Thursday, 10 June 2021

Marsden Road Uniting Memorial Sunday Homily for 13th June 2021 on Pentecost 3


Marsden Road Uniting Church Carlingford

    Sermon for Sunday 13th June 2021


Today in our Face to Face Worship we remembered one of our congregation members at whose service most of us were unable to be present.

This Sermon is an adaptation to remember all whom died since the beginning of Covid-19 especially those whom, were part of our congregation and whose Farewell we were unable to be present at. 

Preaching of the Word 

I heard it told that a person was described during their funeral as being loyal to his Lord and consistent in his adherence to the high standard of morals which he had chosen as the guiding principle of his life. There are a number of people I have met that this could be applied to from amongst our congregation and especially those who have died during the time we have been dealing with Covid-19. 

I read a story about a man who one day went to visit an old musician. He knocked on the musician’s door and said, “What’s the good word today?” The old musician didn’t say a word. He turned around and went back across the room to where a tuning fork was hanging. He took a hammer and struck the tuning fork so that the note resounded through the room. The musician said, “That, my friend is an ‘A’. It was ‘A’ yesterday. It was ‘A’ five thousand years ago, and it will be ‘A’ 5000 years from now.” Then he added, “The tenor across the hall sings off key. The soprano upstairs is flat on her high notes. And the piano in the next room is out of tune. He struck the tuning fork again and said, “That is ‘A” and that my friend is the good word for today.”
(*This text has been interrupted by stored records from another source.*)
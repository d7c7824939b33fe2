//! VPC with monitored instances
//!
//! One instance per subnet, each attached to the shared security group and an
//! instance profile for the configured role, and one CloudWatch alarm per
//! instance on incoming packets.

use crate::environment::Environment;
use crate::error::Result;
use crate::template::{Resource, ResourceHandle, Template, Value};

use super::network::{add_network, add_network_outputs, add_security_group};
use super::types;

/// Average incoming packets per period above which an alarm fires
const PACKETS_IN_THRESHOLD: i64 = 1000;
const ALARM_PERIOD_SECONDS: i64 = 60;

fn add_alarm(template: &mut Template, instance: &ResourceHandle, label: &str) -> Result<()> {
    template.add_resource(
        Resource::new(format!("Alarm{}", label), types::ALARM)
            .with_property(
                "AlarmDescription",
                format!(
                    "Triggers when NetworkPacketsIn exceeds {} on {}",
                    PACKETS_IN_THRESHOLD, label
                ),
            )
            .with_property("Namespace", "AWS/EC2")
            .with_property("MetricName", "NetworkPacketsIn")
            .with_property("Statistic", "Average")
            .with_property("Period", ALARM_PERIOD_SECONDS)
            .with_property("EvaluationPeriods", 1)
            .with_property("Threshold", PACKETS_IN_THRESHOLD)
            .with_property("ComparisonOperator", "GreaterThanThreshold")
            .with_property(
                "Dimensions",
                Value::list([Value::object([
                    ("Name", Value::from("InstanceId")),
                    ("Value", instance.reference()),
                ])]),
            ),
    )?;
    Ok(())
}

/// `vpc-monitoring` stack
pub fn vpc_monitoring(env: &Environment) -> Result<Template> {
    let mut template = Template::new();
    template.set_description(
        "VPC with one instance per subnet, an instance role and packet-rate alarms",
    );

    let network = add_network(&mut template, env)?;
    let security_group = add_security_group(&mut template, env, &network.vpc)?;

    let profile = template.add_resource(
        Resource::new("InstanceProfile", types::INSTANCE_PROFILE)
            .with_property("Roles", Value::list([env.compute.instance_role.as_str()])),
    )?;

    let mut instances = Vec::new();
    let placements = network
        .zones
        .iter()
        .map(|z| (format!("Public{}", z.suffix), &z.public_subnet))
        .chain(
            network
                .zones
                .iter()
                .map(|z| (format!("Private{}", z.suffix), &z.private_subnet)),
        );
    for (label, subnet) in placements {
        let instance = template.add_resource(
            Resource::new(format!("{}Instance", label), types::INSTANCE)
                .with_property("ImageId", env.compute.ami_id.as_str())
                .with_property("InstanceType", env.compute.instance_type.as_str())
                .with_property("SubnetId", subnet)
                .with_property("SecurityGroupIds", Value::list([&security_group]))
                .with_property("IamInstanceProfile", &profile),
        )?;
        instances.push((label, instance));
    }

    for (label, instance) in &instances {
        add_alarm(&mut template, instance, label)?;
    }

    add_network_outputs(&mut template, &network)?;
    Ok(template)
}
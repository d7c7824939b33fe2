//! Lexer for `Fn::Sub` template strings using logos

use logos::Logos;

use crate::error::Span;

#[derive(Logos, Debug, Clone, PartialEq)]
pub enum Token {
    // `${!Name}` renders literally as `${Name}`
    #[regex(r"\$\{![^}]*\}", |lex| {
        let s = lex.slice();
        s[3..s.len() - 1].to_string()
    })]
    Literal(String),

    #[regex(r"\$\{[^}!][^}]*\}", |lex| {
        let s = lex.slice();
        s[2..s.len() - 1].to_string()
    })]
    Variable(String),

    #[token("${}")]
    Empty,

    // `${` with no closing brace before the end of input
    #[regex(r"\$\{[^}]*")]
    Unterminated,

    #[token("$")]
    Dollar,

    #[regex(r"[^$]+", |lex| lex.slice().to_string())]
    Text(String),
}

/// Lex a substitution string into tokens with spans
///
/// Every byte is covered by some token, so a lexer error is reported with
/// its span rather than skipped.
pub fn lex(input: &str) -> impl Iterator<Item = (Result<Token, ()>, Span)> + '_ {
    Token::lexer(input).spanned()
}
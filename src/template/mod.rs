//! Template model: resources, outputs, parameters and the values they hold
//!
//! A [`Template`] is filled by a single linear build pass and then rendered:
//!
//! ```rust
//! use infra_template::template::{Output, Resource, Template};
//! use infra_template::Format;
//!
//! let mut template = Template::new();
//! let net = template
//!     .add_resource(Resource::new("Net", "AWS::EC2::VPC").with_property("CidrBlock", "10.0.0.0/16"))
//!     .unwrap();
//! template
//!     .add_resource(Resource::new("Sub", "AWS::EC2::Subnet").with_property("VpcId", &net))
//!     .unwrap();
//! template.add_output(Output::new("NetId", &net)).unwrap();
//!
//! let yaml = template.render(Format::Yaml).unwrap();
//! assert!(yaml.contains("VpcId: !Ref Net"));
//! ```

mod document;
pub mod resolver;
mod value;

pub use document::{
    DeletionPolicy, Output, Parameter, ParameterHandle, Resource, ResourceHandle, Template,
    DEFAULT_VERSION,
};
pub use resolver::{is_pseudo_parameter, DependencyGraph, PSEUDO_PARAMETERS};
pub use value::{Intrinsic, Properties, Value};
//! Renderers turning a template into YAML or JSON text
//!
//! The template is first assembled into a single document [`Value`] with a
//! fixed key order, then lowered into the target format's tree. Intrinsic
//! functions stay typed until that last step so each format can spell them in
//! its own syntax.

pub mod config;
pub mod json;
pub mod yaml;

pub use config::{Format, RenderConfig};
pub use json::render_json;
pub use yaml::render_yaml;

use indexmap::IndexMap;

use crate::error::Result;
use crate::template::{Template, Value};

/// Render a template that has already been resolved
pub fn render(template: &Template, config: &RenderConfig) -> Result<String> {
    let document = document(template);
    match config.format {
        Format::Yaml => render_yaml(&document, config),
        Format::Json => render_json(&document, config),
    }
}

/// Assemble the whole template into one ordered document value
pub fn document(template: &Template) -> Value {
    let mut root = IndexMap::new();

    if let Some(version) = template.version() {
        root.insert("AWSTemplateFormatVersion".to_string(), Value::from(version));
    }
    if let Some(description) = template.description() {
        root.insert("Description".to_string(), Value::from(description));
    }

    if template.parameter_count() > 0 {
        let parameters = template
            .parameters()
            .map(|p| {
                let mut entry = IndexMap::new();
                entry.insert("Type".to_string(), Value::from(p.parameter_type.as_str()));
                if let Some(description) = &p.description {
                    entry.insert("Description".to_string(), Value::from(description));
                }
                if let Some(default) = &p.default {
                    entry.insert("Default".to_string(), default.clone());
                }
                if !p.allowed_values.is_empty() {
                    entry.insert(
                        "AllowedValues".to_string(),
                        Value::List(p.allowed_values.clone()),
                    );
                }
                (p.name.clone(), Value::Map(entry))
            })
            .collect();
        root.insert("Parameters".to_string(), Value::Map(parameters));
    }

    let resources = template
        .resources()
        .map(|r| {
            let mut entry = IndexMap::new();
            entry.insert("Type".to_string(), Value::from(r.resource_type.as_str()));
            if !r.properties.is_empty() {
                entry.insert("Properties".to_string(), r.properties.clone().into());
            }
            match r.depends_on.as_slice() {
                [] => {}
                [single] => {
                    entry.insert("DependsOn".to_string(), Value::from(single));
                }
                many => {
                    entry.insert("DependsOn".to_string(), Value::list(many.iter()));
                }
            }
            if let Some(policy) = r.deletion_policy {
                entry.insert("DeletionPolicy".to_string(), Value::from(policy.to_string()));
            }
            if let Some(policy) = r.update_replace_policy {
                entry.insert(
                    "UpdateReplacePolicy".to_string(),
                    Value::from(policy.to_string()),
                );
            }
            (r.name.clone(), Value::Map(entry))
        })
        .collect();
    root.insert("Resources".to_string(), Value::Map(resources));

    if template.output_count() > 0 {
        let outputs = template
            .outputs()
            .map(|o| {
                let mut entry = IndexMap::new();
                if let Some(description) = &o.description {
                    entry.insert("Description".to_string(), Value::from(description));
                }
                entry.insert("Value".to_string(), o.value.clone());
                if let Some(name) = &o.export_name {
                    entry.insert(
                        "Export".to_string(),
                        Value::object([("Name", name.clone())]),
                    );
                }
                (o.name.clone(), Value::Map(entry))
            })
            .collect();
        root.insert("Outputs".to_string(), Value::Map(outputs));
    }

    Value::Map(root)
}
impl Sketch2d {
    pub fn create(ids: &mut IdRegistry, background: Background) -> Self {
        Self {
            id: ids.generate(IdScope::Sketch),
            background,
            points: Vec::new(),
            edges: BTreeMap::new(),
            faces: Vec::new(),
            guidelines: Vec::new(),
        }
    }

    #[inline]
    pub fn id(&self) -> SketchId {
        self.id
    }

    #[inline]
    pub fn background(&self) -> &Background {
        &self.background
    }

    #[inline]
    pub fn background_mut(&mut self) -> &mut Background {
        &mut self.background
    }

    pub fn add_point(&mut self, ids: &mut IdRegistry, position: Point2, kind: PointKind) -> SketchId {
        let point = SketchPoint::create(ids, position, kind);
        let id = point.id();
        self.points.push(point);
        id
    }

    pub fn point_mut(&mut self, id: SketchId) -> Option<&mut SketchPoint> {
        self.points.iter_mut().find(|point| point.id == id)
    }

    #[inline]
    pub fn points(&self) -> &[SketchPoint] {
        &self.points
    }

    pub fn add_edge(&mut self, ids: &mut IdRegistry, curve: Curve2d) -> SketchId {
        let edge = Edge::create(ids, curve);
        let id = edge.id();
        self.edges.insert(id, edge);
        id
    }

    #[inline]
    pub fn edge(&self, id: SketchId) -> Option<&Edge> {
        self.edges.get(&id)
    }

    /// 将外环与内环的共边解析为曲线并创建面。
    pub fn add_face_from_wires(
        &mut self,
        ids: &mut IdRegistry,
        outer: &Wire,
        inner: &[Wire],
    ) -> Result<SketchId, SketchError> {
        let outer = outer.resolve(&self.edges)?;
        let holes = inner
            .iter()
            .map(|wire| wire.resolve(&self.edges))
            .collect::<Result<Vec<_>, _>>()?;
        let face = Face2d::create(ids, Region::new(outer, holes)?);
        let id = face.id();
        self.faces.push(face);
        Ok(id)
    }

    #[inline]
    pub fn faces(&self) -> &[Face2d] {
        &self.faces
    }

    pub fn add_guideline(&mut self, guideline: Guideline) -> SketchId {
        let id = guideline.id();
        self.guidelines.push(guideline);
        id
    }

    pub fn remove_guideline(&mut self, id: SketchId) -> Result<Guideline, SketchError> {
        let index = self
            .guidelines
            .iter()
            .position(|guideline| guideline.id == id)
            .ok_or(SketchError::GuidelineNotFound(id))?;
        Ok(self.guidelines.remove(index))
    }

    pub fn guideline(&self, id: SketchId) -> Option<&Guideline> {
        self.guidelines.iter().find(|guideline| guideline.id == id)
    }

    pub fn guideline_mut(&mut self, id: SketchId) -> Option<&mut Guideline> {
        self.guidelines.iter_mut().find(|guideline| guideline.id == id)
    }

    #[inline]
    pub fn guidelines(&self) -> &[Guideline] {
        &self.guidelines
    }

    /// 平移草图的全部几何：背景、点、边、面与参考线。ID 与拓扑关系不变。
    pub fn translate(&mut self, offset: Vector2) {
        for region in &mut self.background.regions {
            region.translate(offset);
        }
        for point in &mut self.points {
            point.position = point.position.translate(offset);
        }
        for edge in self.edges.values_mut() {
            edge.curve.translate(offset);
        }
        for face in &mut self.faces {
            face.translate(offset);
        }
        for guideline in &mut self.guidelines {
            guideline.translate(offset);
        }
    }

    /// 背景区域在前，随后每个面各一个区域。
    pub fn to_builder_regions(&self) -> Vec<BuilderRegion> {
        let mut regions = self.background.to_builder_regions();
        regions.extend(self.faces.iter().map(Face2d::to_builder_region));
        regions
    }
}
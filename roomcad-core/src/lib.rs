pub mod document;
pub mod sketch;
pub mod topology;
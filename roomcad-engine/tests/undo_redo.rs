use roomcad_config::HistoryConfig;
use roomcad_core::document::{DocumentEvent, Entity, EntityFlags, EntityKind, Material};
use roomcad_core::geometry::{Curve2d, Point2, Vector2};
use roomcad_core::sketch::{Background, Coedge, GuidelineKind, Sketch2d, Wire};
use roomcad_engine::command::{
    CancelReason, CmdAddGuideline, CmdDelete, CmdEditMaterial, CmdFlipContent,
    CmdIncludeIntoGroup, CmdMoveEntity, CmdPurgeRemoved, CommandOutcome,
};
use roomcad_engine::editor::Editor;
use roomcad_engine::errors::EngineError;

fn model_position(editor: &Editor, id: roomcad_core::document::EntityId) -> Point2 {
    match editor.entity(id).map(|entity| &entity.kind) {
        Some(EntityKind::CustomizedModel(model)) => model.position,
        Some(EntityKind::Opening(opening)) => opening.position,
        other => panic!("unexpected entity: {other:?}"),
    }
}

#[test]
fn material_round_trip_is_exact() {
    let mut editor = Editor::default();
    let ids = editor.populate_demo();
    let original = editor
        .entity(ids.wall)
        .and_then(Entity::material)
        .cloned()
        .expect("wall material");
    let brick = Material::new("brick", 0xb71c1c)
        .with_tile_size(0.24, 0.12)
        .with_rotation(0.5);

    editor
        .execute(CmdEditMaterial::new(ids.wall, brick.clone()))
        .expect("edit");
    let committed = editor.entity(ids.wall).cloned().expect("wall");
    assert_eq!(committed.material(), Some(&brick));

    editor.undo().expect("undo");
    assert_eq!(editor.entity(ids.wall).and_then(Entity::material), Some(&original));

    editor.redo().expect("redo");
    let redone = editor.entity(ids.wall).expect("wall");
    assert_eq!(redone.kind, committed.kind);
}

#[test]
fn including_removed_member_leaves_group_untouched() {
    let mut editor = Editor::default();
    let ids = editor.populate_demo();
    editor.execute(CmdDelete::new(ids.sofa)).expect("delete");
    let group_before = editor.entity(ids.group).cloned();
    let sofa_before = editor.entity(ids.sofa).cloned();
    let undo_depth = editor.commands().undo_len();

    let outcome = editor
        .execute(CmdIncludeIntoGroup::new(ids.group, vec![ids.sofa]))
        .expect("include");

    assert_eq!(
        outcome,
        CommandOutcome::Cancelled(CancelReason::EntityRemoved(ids.sofa))
    );
    assert_eq!(editor.entity(ids.group).cloned(), group_before);
    assert_eq!(editor.entity(ids.sofa).cloned(), sofa_before);
    assert_eq!(editor.commands().undo_len(), undo_depth);
}

#[test]
fn moving_group_moves_members_and_undoes_together() {
    let mut editor = Editor::new(&HistoryConfig {
        max_undo_steps: 10,
        merge_field_edits: false,
    });
    let ids = editor.populate_demo();
    editor
        .execute(CmdIncludeIntoGroup::new(ids.group, vec![ids.sofa, ids.door]))
        .expect("include");
    let sofa_start = model_position(&editor, ids.sofa);
    let door_start = model_position(&editor, ids.door);

    editor
        .execute(CmdMoveEntity::new(ids.group, Vector2::new(1.0, -0.5)))
        .expect("move");
    assert_eq!(
        model_position(&editor, ids.sofa),
        sofa_start.translate(Vector2::new(1.0, -0.5))
    );
    assert_eq!(
        model_position(&editor, ids.door),
        door_start.translate(Vector2::new(1.0, -0.5))
    );

    editor.undo().expect("undo");
    assert_eq!(model_position(&editor, ids.sofa), sofa_start);
    assert_eq!(model_position(&editor, ids.door), door_start);
}

#[test]
fn undo_notifies_restored_entities_only() {
    let mut editor = Editor::default();
    let ids = editor.populate_demo();
    editor.execute(CmdFlipContent::new(ids.sofa)).expect("flip");
    editor.document_mut().drain_events();
    editor.document_mut().take_dirty(ids.sofa);

    editor.undo().expect("undo");
    assert_eq!(
        editor.document_mut().drain_events(),
        vec![DocumentEvent::Changed(ids.sofa)]
    );
    let dirty = editor.document_mut().take_dirty(ids.sofa).expect("dirty flags");
    assert!(dirty.geometry && dirty.position && dirty.material);
}

#[test]
fn stale_entities_are_skipped_on_undo() {
    let mut editor = Editor::default();
    let ids = editor.populate_demo();
    editor.execute(CmdFlipContent::new(ids.sofa)).expect("flip");
    editor.execute(CmdDelete::new(ids.sofa)).expect("delete");
    assert_eq!(
        editor.execute(CmdPurgeRemoved::new()).expect("purge"),
        CommandOutcome::Completed
    );
    editor.document_mut().drain_events();

    assert_eq!(editor.undo().expect("undo delete"), Some("delete"));
    assert_eq!(editor.undo().expect("undo flip"), Some("flip_content"));
    assert!(editor.entity(ids.sofa).is_none());
    assert!(editor.document_mut().drain_events().is_empty());
    assert!(!editor.commands().can_undo());
}

#[test]
fn delete_undo_clears_removed_flag() {
    let mut editor = Editor::default();
    let ids = editor.populate_demo();
    editor.execute(CmdDelete::new(ids.door)).expect("delete");
    assert!(editor
        .entity(ids.door)
        .is_some_and(|door| door.flags.contains(EntityFlags::REMOVED)));

    editor.undo().expect("undo");
    assert!(editor.entity(ids.door).is_some_and(|door| !door.is_removed()));
    assert_eq!(
        editor.document().bounds().map(|bounds| bounds.is_empty()),
        Some(false)
    );
}

#[test]
fn undo_waits_for_open_batch() {
    let mut editor = Editor::new(&HistoryConfig {
        max_undo_steps: 10,
        merge_field_edits: false,
    });
    let ids = editor.populate_demo();
    let start = model_position(&editor, ids.sofa);
    editor
        .execute(CmdMoveEntity::new(ids.sofa, Vector2::new(1.0, 0.0)))
        .expect("move");

    editor.begin_batch("arrange").expect("begin");
    editor
        .execute(CmdMoveEntity::new(ids.sofa, Vector2::new(0.0, 1.0)))
        .expect("move in batch");
    assert!(matches!(editor.undo(), Err(EngineError::BatchOpen)));
    assert_eq!(
        model_position(&editor, ids.sofa),
        start.translate(Vector2::new(1.0, 1.0))
    );

    assert!(editor.end_batch().expect("end"));
    assert_eq!(editor.undo().expect("undo batch"), Some("arrange"));
    assert_eq!(editor.undo().expect("undo move"), Some("move_entity"));
    assert_eq!(model_position(&editor, ids.sofa), start);
}

#[test]
fn member_switches_groups_and_undo_restores_both() {
    let mut editor = Editor::default();
    let ids = editor.populate_demo();
    editor
        .execute(CmdIncludeIntoGroup::new(ids.group, vec![ids.sofa]))
        .expect("include");
    let second = editor.document_mut().add_group(Vec::new());

    assert_eq!(
        editor
            .execute(CmdIncludeIntoGroup::new(second, vec![ids.sofa]))
            .expect("switch"),
        CommandOutcome::Completed
    );
    assert_eq!(editor.entity(ids.group).and_then(Entity::members), Some(&[][..]));
    assert_eq!(
        editor.entity(second).and_then(Entity::members),
        Some(&[ids.sofa][..])
    );

    // 移动旧分组不再带动沙发
    let sofa_at = model_position(&editor, ids.sofa);
    editor
        .execute(CmdMoveEntity::new(ids.group, Vector2::new(2.0, 0.0)))
        .expect("move old group");
    assert_eq!(model_position(&editor, ids.sofa), sofa_at);
    editor.undo().expect("undo move");

    editor.undo().expect("undo switch");
    assert_eq!(
        editor.entity(ids.group).and_then(Entity::members),
        Some(&[ids.sofa][..])
    );
    assert_eq!(editor.entity(second).and_then(Entity::members), Some(&[][..]));
    assert_eq!(
        editor.entity(ids.sofa).and_then(|sofa| sofa.group),
        Some(ids.group)
    );
}

#[test]
fn moving_sketch_carries_guidelines_and_faces() {
    let mut editor = Editor::default();
    let background = Background::create(editor.ids_mut(), Vec::new());
    let mut sketch = Sketch2d::create(editor.ids_mut(), background);
    let a = Point2::new(0.0, 0.0);
    let b = Point2::new(4.0, 0.0);
    let c = Point2::new(0.0, 3.0);
    let ab = sketch.add_edge(editor.ids_mut(), Curve2d::line(a, b));
    let bc = sketch.add_edge(editor.ids_mut(), Curve2d::line(b, c));
    let ca = sketch.add_edge(editor.ids_mut(), Curve2d::line(c, a));
    let wire = Wire::new(vec![
        Coedge::forward(ab),
        Coedge::forward(bc),
        Coedge::forward(ca),
    ]);
    sketch
        .add_face_from_wires(editor.ids_mut(), &wire, &[])
        .expect("face");
    let sketch = editor.document_mut().add_sketch(sketch);
    editor
        .execute(CmdAddGuideline::new(
            sketch,
            Curve2d::line(Point2::new(0.0, 1.0), Point2::new(4.0, 1.0)),
            Point2::new(0.0, 1.0),
            Point2::new(4.0, 1.0),
            GuidelineKind::Horizontal,
        ))
        .expect("guideline");
    let before = editor.entity(sketch).and_then(Entity::sketch).cloned().expect("sketch");

    editor
        .execute(CmdMoveEntity::new(sketch, Vector2::new(10.0, 0.0)))
        .expect("move");
    let moved = editor.entity(sketch).and_then(Entity::sketch).expect("sketch");
    let guideline = &moved.guidelines()[0];
    assert_eq!(guideline.curve().start_point(), Some(Point2::new(10.0, 1.0)));
    assert_eq!(guideline.from_anchor(), Point2::new(10.0, 1.0));
    assert_eq!(
        moved.faces()[0].outer_loop()[0].start_point(),
        Some(Point2::new(10.0, 0.0))
    );
    assert_eq!(
        moved.edge(bc).and_then(|edge| edge.curve().end_point()),
        Some(Point2::new(10.0, 3.0))
    );
    // 拓扑名不随平移变化
    let topo = |sketch: &Sketch2d| {
        sketch
            .to_builder_regions()
            .into_iter()
            .map(|region| region.topo)
            .collect::<Vec<_>>()
    };
    assert_eq!(topo(moved), topo(&before));

    editor.undo().expect("undo");
    assert_eq!(editor.entity(sketch).and_then(Entity::sketch), Some(&before));
}
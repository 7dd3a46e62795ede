use roomcad_config::AppConfig;
use roomcad_core::document::{Entity, EntityId, EntityKind, Material};
use roomcad_core::geometry::{Curve2d, Point2, Vector2};
use roomcad_core::sketch::{GuidelineKind, Region};
use roomcad_core::topology::BuilderRegion;
use roomcad_engine::command::{
    CmdAddGuideline, CmdAddMolding, CmdDelete, CmdEditMaterial, CmdFlipContent,
    CmdIncludeIntoGroup, CmdMoveEntity, CmdPurgeRemoved, CmdSetBackgroundRegions, CommandOutcome,
};
use roomcad_engine::editor::Editor;
use roomcad_engine::errors::EngineError;
use roomcad_engine::transaction::{RequestRegistry, RequestType};
use tracing::{info, warn};

/// CLI 演示：构建示例房间，执行一组命令，演示撤销/重做并打印草图拓扑。
pub fn run_demo(config: &AppConfig) -> Result<(), EngineError> {
    let mut editor = Editor::new(&config.history);
    let ids = editor.populate_demo();

    println!("RoomCAD CLI 演示");
    println!("已构建内置示例实体：");
    println!("  - 墙体 ID = {}", ids.wall.get());
    println!("  - 门洞 ID = {}", ids.door.get());
    println!("  - 沙发 ID = {}", ids.sofa.get());
    println!("  - 分组 ID = {}", ids.group.get());
    println!("  - 地面草图 ID = {}", ids.floor.get());

    report(
        "编辑墙体材质",
        editor.execute(CmdEditMaterial::new(
            ids.wall,
            Material::new("brick-red", 0xb71c1c).with_tile_size(0.24, 0.12),
        ))?,
    );
    report(
        "沙发加入分组",
        editor.execute(CmdIncludeIntoGroup::new(ids.group, vec![ids.sofa]))?,
    );
    report("翻转门洞", editor.execute(CmdFlipContent::new(ids.door))?);
    report(
        "移动分组",
        editor.execute(CmdMoveEntity::new(ids.group, Vector2::new(0.5, 0.0)))?,
    );
    report(
        "添加踢脚线",
        editor.execute(CmdAddMolding::new(
            ids.wall,
            "baseboard",
            vec![Point2::new(0.0, 0.12), Point2::new(6.0, 0.12)],
            Material::new("oak", 0x8d6e63),
        ))?,
    );

    let tolerance = config.sketch.closure_tolerance;
    let l_shape = Curve2d::closed_polygon(&[
        Point2::new(0.0, 0.0),
        Point2::new(6.0, 0.0),
        Point2::new(6.0, 4.0),
        Point2::new(3.0, 4.0),
        Point2::new(3.0, 6.0),
        Point2::new(0.0, 6.0),
    ]);
    match Region::with_tolerance(l_shape, Vec::new(), tolerance) {
        Ok(region) => report(
            "重设地面轮廓",
            editor.execute(CmdSetBackgroundRegions::new(ids.floor, vec![region]))?,
        ),
        Err(err) => warn!(error = %err, tolerance, "地面轮廓无效，跳过"),
    }
    report(
        "添加水平参考线",
        editor.execute(CmdAddGuideline::new(
            ids.floor,
            Curve2d::line(Point2::new(0.0, 2.0), Point2::new(6.0, 2.0)),
            Point2::new(0.0, 2.0),
            Point2::new(6.0, 2.0),
            GuidelineKind::Horizontal,
        ))?,
    );
    report("删除沙发", editor.execute(CmdDelete::new(ids.sofa))?);
    report(
        "已删除的沙发再次加入分组",
        editor.execute(CmdIncludeIntoGroup::new(ids.group, vec![ids.sofa]))?,
    );

    print_history(&editor);
    print_sketch(&editor, ids.floor);

    for _ in 0..3 {
        match editor.undo()? {
            Some(name) => println!("撤销: {name}"),
            None => println!("没有可撤销的操作"),
        }
    }
    if let Some(name) = editor.redo()? {
        println!("重做: {name}");
    }

    report("清除已删除实体", editor.execute(CmdPurgeRemoved::new())?);

    print_history(&editor);
    print_sketch(&editor, ids.floor);
    print_entities(&editor);

    let events = editor.document_mut().drain_events();
    info!(events = events.len(), "CLI 演示完成");
    Ok(())
}

pub fn print_request_types() {
    let registry = RequestRegistry::new();
    println!("已注册的请求类型：");
    for request in RequestType::ALL {
        let status = if registry.contains(request) {
            "已注册"
        } else {
            "未注册"
        };
        println!("  - {request} ({status})");
    }
}

fn report(label: &str, outcome: CommandOutcome) {
    match outcome {
        CommandOutcome::Completed => println!("[完成] {label}"),
        CommandOutcome::Cancelled(reason) => println!("[取消] {label}: {reason}"),
    }
}

fn print_history(editor: &Editor) {
    let commands = editor.commands();
    println!(
        "撤销栈 {} 条，重做栈 {} 条：",
        commands.undo_len(),
        commands.redo_len()
    );
    for entry in commands.history() {
        println!(
            "  - [{}] {} ({} 个请求)",
            entry.category(),
            entry.description(),
            entry.request_count()
        );
    }
}

fn print_sketch(editor: &Editor, floor: EntityId) {
    let Some(sketch) = editor.entity(floor).and_then(Entity::sketch) else {
        println!("地面草图不存在");
        return;
    };
    println!("地面草图区域：");
    for region in sketch.to_builder_regions() {
        print_region(&region);
    }
    for guideline in sketch.guidelines() {
        println!("  参考线 {} ({:?})", guideline.id(), guideline.kind());
    }
}

fn print_region(region: &BuilderRegion) {
    let outer: Vec<&str> = region.outer.iter().map(|item| item.topo.as_str()).collect();
    println!(
        "  - 区域 {}: 外环 {} 段 [{}], 内环 {} 个",
        region.topo,
        region.outer.len(),
        outer.join(", "),
        region.holes.len()
    );
}

fn print_entities(editor: &Editor) {
    println!("当前文档实体：");
    for (id, entity) in editor.document().entities() {
        let removed = if entity.is_removed() { " (已删除)" } else { "" };
        match &entity.kind {
            EntityKind::Wall(wall) => println!(
                "  - 墙体 {id}: ({:.2}, {:.2}) -> ({:.2}, {:.2}), 材质={}{removed}",
                wall.start.x(),
                wall.start.y(),
                wall.end.x(),
                wall.end.y(),
                wall.material.seek_id
            ),
            EntityKind::Group(group) => {
                println!("  - 分组 {id}: {} 个成员{removed}", group.members.len())
            }
            other => println!(
                "  - {} {id}: 翻转={:?}{removed}",
                other.type_name(),
                entity.flipped()
            ),
        }
    }
}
In the conversations I had with these people we have lost; it seems as though their good word for most days was “blessed.” People had felt blessed by their children, they had felt blessed by their grandchildren, they had felt blessed by their God and their church, and if you were to get at the heart of their feelings about being blessed, you would quickly have gotten to the truths of God’s words to us. Truths that were, are, and always will be the same. Specifically, the truth that God was in Christ reconciling the world unto Himself. 

The truth that Jesus Christ lived the perfect life was for a number of those in our congregation whom we have lost what they strove to live to. Over the past year or so, God sent angels to carry a number of our members souls, to carry really their spirit into the very presence of Jesus Christ. That, my friends, is the good word for today. 

Faced with death, life might seem absurd and meaningless. But our Christian faith tells us that despite death life is not absurd and meaningless. Life for each of us took on a completely different meaning when our parents decided to have us baptised. 

When we were baptised, we were no longer mere humans, but became adopted sons and daughters of God. When we were baptised, this planet was no longer our home, then heaven became our true homeland. When we were baptised, we were no longer on our own, when we were baptised, we were joined with Jesus in leaving behind an old life and beginning a new life. 

When Jesus died, he left his old life behind him. He rose from the dead, having left behind life in a human body like ours. When we were baptised, we joined Jesus in his dying, leaving behind our old self, and we joined Jesus in his resurrection, becoming new persons. When we were baptised in Christ Jesus we were baptised in his death; in other words, when we were baptised, we went into the tomb with him and joined him in death, so that as Christ was raised from the dead by the God’s glory, we too might live a new life. 

In every Communion we remember that we share in Jesus’ death and resurrection, for example “Dying you destroyed our death, rising you restored our life...”. “Lord by your cross and resurrection you have set us free. You are the Saviour of the world.” 

Because our entire life is living out our baptism, because we want to live our entire lives in such a way that our baptism has a lasting effect on our lives, we are continually trying to leave behind sin and selfishness to become better people. 

When we respond at each moment of our lives to the call of God, we prepare ourselves to enter into the Lord’s rest; As baptised we try to be aware of the presence of God in each moment of our lives, like the sunflower that keeps following the sun all day long. God is not just at the end of our life, waiting for us there; God is with us at every moment of our lives. However, in the final moment of our lives, we will see God’s love and everlasting light.